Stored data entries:
+++
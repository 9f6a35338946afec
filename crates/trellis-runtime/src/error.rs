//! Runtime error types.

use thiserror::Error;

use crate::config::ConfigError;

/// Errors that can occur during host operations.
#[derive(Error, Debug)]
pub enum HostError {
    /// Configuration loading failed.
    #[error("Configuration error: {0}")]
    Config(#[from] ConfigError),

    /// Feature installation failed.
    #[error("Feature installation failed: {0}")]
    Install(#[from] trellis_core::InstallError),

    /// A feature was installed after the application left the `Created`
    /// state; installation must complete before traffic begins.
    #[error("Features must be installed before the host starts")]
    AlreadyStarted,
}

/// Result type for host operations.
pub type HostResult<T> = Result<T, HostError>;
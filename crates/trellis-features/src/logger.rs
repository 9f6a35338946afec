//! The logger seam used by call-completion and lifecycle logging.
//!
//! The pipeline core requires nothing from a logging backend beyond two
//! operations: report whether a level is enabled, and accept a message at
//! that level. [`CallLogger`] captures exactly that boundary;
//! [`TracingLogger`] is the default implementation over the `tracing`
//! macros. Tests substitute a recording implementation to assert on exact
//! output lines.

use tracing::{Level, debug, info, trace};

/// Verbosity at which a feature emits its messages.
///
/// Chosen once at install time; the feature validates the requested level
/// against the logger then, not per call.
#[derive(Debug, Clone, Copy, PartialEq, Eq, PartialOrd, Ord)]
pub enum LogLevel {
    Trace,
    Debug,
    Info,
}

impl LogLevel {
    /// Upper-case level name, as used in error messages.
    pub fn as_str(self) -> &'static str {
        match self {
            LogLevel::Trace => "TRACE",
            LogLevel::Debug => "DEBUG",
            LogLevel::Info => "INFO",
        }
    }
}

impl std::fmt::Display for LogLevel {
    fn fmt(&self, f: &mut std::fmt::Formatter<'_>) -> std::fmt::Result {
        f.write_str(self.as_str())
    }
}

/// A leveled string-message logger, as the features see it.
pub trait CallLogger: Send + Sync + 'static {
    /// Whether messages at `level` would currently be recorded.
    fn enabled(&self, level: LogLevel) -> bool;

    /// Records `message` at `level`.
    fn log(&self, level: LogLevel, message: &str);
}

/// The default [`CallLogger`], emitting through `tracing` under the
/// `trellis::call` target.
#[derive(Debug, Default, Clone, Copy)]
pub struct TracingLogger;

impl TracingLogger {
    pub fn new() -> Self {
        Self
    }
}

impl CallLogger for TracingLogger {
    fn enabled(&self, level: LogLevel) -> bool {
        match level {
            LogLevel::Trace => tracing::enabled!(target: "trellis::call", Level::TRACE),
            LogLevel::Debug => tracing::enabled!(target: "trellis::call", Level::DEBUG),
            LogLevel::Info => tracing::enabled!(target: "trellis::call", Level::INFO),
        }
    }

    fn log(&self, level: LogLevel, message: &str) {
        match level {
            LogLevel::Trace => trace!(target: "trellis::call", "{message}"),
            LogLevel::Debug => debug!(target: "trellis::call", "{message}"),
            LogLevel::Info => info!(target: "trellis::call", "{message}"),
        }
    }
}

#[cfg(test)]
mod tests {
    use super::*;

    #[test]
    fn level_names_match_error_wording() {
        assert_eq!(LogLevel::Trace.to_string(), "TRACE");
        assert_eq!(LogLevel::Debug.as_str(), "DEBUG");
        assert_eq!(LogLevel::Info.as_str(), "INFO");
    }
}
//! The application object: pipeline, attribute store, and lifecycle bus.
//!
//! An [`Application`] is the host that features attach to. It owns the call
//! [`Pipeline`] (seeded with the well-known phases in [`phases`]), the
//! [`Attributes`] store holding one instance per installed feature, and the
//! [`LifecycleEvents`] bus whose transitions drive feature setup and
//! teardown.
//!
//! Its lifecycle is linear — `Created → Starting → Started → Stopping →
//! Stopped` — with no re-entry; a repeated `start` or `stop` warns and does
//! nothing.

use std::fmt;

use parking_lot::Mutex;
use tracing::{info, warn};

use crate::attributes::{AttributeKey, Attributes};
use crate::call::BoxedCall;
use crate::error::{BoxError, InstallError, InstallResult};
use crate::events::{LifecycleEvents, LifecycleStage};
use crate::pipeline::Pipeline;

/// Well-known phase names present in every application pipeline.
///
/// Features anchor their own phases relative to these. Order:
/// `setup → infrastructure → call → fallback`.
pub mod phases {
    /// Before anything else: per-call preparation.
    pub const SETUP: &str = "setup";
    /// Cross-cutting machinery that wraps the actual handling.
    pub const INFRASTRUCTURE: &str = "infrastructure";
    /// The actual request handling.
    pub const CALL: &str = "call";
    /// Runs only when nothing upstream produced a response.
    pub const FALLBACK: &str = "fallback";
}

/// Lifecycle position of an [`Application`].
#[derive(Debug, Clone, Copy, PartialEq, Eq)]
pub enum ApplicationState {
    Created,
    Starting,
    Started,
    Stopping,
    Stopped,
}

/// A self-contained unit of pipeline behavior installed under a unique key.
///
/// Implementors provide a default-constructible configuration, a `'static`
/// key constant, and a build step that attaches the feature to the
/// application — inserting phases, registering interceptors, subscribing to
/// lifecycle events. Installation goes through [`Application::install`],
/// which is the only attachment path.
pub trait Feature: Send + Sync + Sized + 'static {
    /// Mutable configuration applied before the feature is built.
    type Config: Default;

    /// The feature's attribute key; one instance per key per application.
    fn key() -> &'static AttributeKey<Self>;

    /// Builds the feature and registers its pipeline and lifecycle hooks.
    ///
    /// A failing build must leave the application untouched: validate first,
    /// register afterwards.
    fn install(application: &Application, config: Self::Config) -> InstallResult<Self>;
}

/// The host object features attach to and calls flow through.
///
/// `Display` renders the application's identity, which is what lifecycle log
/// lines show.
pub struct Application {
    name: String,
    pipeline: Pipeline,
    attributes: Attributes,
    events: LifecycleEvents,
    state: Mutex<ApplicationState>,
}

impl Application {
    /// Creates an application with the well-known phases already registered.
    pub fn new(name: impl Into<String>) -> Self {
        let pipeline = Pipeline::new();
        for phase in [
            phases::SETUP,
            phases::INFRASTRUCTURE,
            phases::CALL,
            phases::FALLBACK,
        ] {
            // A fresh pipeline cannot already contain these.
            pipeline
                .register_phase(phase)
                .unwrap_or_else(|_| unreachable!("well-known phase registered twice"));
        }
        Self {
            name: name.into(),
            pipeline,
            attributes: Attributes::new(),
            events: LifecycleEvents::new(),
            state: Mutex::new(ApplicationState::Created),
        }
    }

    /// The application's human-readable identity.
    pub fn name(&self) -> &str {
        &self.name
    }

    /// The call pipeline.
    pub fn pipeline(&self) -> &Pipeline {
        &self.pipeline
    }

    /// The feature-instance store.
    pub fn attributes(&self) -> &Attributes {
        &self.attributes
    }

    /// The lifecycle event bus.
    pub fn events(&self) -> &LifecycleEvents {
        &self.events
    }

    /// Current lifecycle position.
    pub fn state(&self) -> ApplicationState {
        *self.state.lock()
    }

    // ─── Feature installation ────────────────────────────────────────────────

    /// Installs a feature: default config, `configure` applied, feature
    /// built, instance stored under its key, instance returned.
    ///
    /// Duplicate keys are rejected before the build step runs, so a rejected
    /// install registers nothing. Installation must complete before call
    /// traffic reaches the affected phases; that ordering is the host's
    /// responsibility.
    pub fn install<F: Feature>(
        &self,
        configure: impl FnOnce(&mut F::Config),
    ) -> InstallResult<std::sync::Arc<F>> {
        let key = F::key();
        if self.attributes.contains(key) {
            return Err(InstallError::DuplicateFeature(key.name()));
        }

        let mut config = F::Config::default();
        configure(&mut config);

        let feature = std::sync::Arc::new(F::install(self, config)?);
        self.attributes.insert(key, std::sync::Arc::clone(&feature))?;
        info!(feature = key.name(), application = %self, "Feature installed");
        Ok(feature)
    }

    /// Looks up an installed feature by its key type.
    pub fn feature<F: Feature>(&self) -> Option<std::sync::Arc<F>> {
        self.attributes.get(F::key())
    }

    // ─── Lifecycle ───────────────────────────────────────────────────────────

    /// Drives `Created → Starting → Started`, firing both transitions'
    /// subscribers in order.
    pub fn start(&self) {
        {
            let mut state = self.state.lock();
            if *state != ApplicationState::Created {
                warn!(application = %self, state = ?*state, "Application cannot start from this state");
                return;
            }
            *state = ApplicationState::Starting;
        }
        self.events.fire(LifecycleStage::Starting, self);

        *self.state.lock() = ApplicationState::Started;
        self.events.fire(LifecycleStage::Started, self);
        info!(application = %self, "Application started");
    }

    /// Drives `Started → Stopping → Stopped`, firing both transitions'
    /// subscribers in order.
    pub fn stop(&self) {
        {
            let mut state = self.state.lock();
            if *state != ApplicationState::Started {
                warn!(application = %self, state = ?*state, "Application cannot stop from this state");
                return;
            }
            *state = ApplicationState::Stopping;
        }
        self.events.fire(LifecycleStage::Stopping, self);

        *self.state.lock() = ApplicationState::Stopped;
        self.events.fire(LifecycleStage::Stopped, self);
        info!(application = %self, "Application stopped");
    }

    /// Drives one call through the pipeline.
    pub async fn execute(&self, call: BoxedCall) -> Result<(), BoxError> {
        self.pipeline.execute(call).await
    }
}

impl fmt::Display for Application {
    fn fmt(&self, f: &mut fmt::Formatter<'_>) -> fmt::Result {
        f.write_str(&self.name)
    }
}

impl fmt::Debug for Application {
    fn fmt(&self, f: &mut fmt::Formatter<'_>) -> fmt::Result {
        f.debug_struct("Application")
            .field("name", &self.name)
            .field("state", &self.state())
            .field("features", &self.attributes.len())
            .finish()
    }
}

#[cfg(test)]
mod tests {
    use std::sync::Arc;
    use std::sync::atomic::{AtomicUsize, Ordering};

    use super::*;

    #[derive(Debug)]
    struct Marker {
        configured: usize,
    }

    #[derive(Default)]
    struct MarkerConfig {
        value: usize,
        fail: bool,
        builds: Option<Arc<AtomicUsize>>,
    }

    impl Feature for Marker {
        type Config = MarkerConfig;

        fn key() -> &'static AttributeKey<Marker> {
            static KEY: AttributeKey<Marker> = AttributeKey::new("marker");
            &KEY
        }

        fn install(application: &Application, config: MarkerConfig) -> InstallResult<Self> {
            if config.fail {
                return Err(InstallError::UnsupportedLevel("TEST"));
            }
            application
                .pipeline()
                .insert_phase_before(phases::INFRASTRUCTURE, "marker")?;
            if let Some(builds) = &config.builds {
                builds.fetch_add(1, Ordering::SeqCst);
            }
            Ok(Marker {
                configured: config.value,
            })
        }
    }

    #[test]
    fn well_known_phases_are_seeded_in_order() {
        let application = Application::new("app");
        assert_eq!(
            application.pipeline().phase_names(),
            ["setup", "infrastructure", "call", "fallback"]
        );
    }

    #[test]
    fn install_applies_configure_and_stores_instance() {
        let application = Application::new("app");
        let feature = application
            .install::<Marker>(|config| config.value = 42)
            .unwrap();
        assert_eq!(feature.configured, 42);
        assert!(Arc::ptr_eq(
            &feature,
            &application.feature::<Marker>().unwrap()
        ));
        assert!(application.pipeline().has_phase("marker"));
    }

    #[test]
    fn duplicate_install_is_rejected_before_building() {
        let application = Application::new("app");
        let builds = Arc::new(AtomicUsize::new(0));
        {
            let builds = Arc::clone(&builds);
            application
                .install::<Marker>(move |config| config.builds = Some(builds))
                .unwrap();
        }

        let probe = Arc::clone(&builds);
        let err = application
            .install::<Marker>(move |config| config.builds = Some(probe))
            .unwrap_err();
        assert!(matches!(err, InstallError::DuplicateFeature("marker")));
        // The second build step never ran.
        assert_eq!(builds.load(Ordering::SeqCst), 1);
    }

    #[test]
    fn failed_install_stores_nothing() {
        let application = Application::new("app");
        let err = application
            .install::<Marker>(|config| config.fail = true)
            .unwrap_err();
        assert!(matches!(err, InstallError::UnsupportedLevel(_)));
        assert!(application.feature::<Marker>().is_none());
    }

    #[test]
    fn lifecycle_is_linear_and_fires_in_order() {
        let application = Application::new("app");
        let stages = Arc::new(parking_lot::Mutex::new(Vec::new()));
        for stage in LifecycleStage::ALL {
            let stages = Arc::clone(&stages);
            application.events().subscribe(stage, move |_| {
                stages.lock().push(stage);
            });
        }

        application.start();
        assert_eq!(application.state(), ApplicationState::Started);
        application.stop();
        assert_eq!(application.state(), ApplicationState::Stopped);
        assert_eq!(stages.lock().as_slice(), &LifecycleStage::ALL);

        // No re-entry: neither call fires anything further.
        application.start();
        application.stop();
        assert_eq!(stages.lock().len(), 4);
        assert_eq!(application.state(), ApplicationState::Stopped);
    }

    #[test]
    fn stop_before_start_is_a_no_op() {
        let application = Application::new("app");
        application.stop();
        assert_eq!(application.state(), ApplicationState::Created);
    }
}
+++
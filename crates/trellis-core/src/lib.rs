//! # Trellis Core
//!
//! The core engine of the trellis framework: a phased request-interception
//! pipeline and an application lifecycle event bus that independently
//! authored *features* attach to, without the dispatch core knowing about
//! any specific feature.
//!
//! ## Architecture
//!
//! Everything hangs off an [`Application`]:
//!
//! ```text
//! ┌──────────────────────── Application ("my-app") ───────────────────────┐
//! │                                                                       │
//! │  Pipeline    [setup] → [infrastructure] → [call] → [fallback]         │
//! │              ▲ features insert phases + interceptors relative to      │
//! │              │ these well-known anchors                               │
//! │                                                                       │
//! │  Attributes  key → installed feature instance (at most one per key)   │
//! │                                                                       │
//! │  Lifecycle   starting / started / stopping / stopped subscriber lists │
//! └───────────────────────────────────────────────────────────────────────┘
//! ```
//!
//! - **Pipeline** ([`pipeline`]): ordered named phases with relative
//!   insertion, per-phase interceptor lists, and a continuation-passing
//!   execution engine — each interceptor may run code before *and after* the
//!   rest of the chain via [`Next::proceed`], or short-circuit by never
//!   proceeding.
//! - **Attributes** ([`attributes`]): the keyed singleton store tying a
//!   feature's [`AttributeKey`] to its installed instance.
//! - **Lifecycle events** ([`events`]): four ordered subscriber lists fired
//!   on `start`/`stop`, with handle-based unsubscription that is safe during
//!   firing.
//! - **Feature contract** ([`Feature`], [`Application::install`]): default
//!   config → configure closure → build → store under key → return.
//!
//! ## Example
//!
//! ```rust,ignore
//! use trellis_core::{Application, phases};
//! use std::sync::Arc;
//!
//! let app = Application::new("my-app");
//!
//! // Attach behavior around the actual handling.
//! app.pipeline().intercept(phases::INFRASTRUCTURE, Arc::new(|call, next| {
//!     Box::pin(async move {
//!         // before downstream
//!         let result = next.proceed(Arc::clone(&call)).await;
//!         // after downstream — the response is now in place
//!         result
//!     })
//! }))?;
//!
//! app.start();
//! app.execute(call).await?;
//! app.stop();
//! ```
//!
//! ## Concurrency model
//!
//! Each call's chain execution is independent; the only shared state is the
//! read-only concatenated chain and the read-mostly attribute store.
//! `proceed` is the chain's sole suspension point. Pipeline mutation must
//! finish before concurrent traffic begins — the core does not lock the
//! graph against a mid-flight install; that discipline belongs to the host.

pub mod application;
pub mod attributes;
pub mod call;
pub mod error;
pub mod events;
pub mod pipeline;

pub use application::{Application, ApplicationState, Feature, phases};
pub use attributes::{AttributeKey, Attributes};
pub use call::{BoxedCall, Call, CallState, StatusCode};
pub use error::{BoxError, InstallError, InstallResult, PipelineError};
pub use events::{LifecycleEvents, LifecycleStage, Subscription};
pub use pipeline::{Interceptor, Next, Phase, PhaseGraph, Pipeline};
+++
→ WHAT TO PRODUCE: Using the data above, extract exactly the lines from the one that holds "if *state != ApplicationState::Started" to the one that holds "self.events.fire(LifecycleStage::Stopping, self);", both ends included, and no others.

→ THE COMPLETED TASK:
            if *state != ApplicationState::Started {
                warn!(application = %self, state = ?*state, "Application cannot stop from this state");
                return;
            }
            *state = ApplicationState::Stopping;
        }
        self.events.fire(LifecycleStage::Stopping, self);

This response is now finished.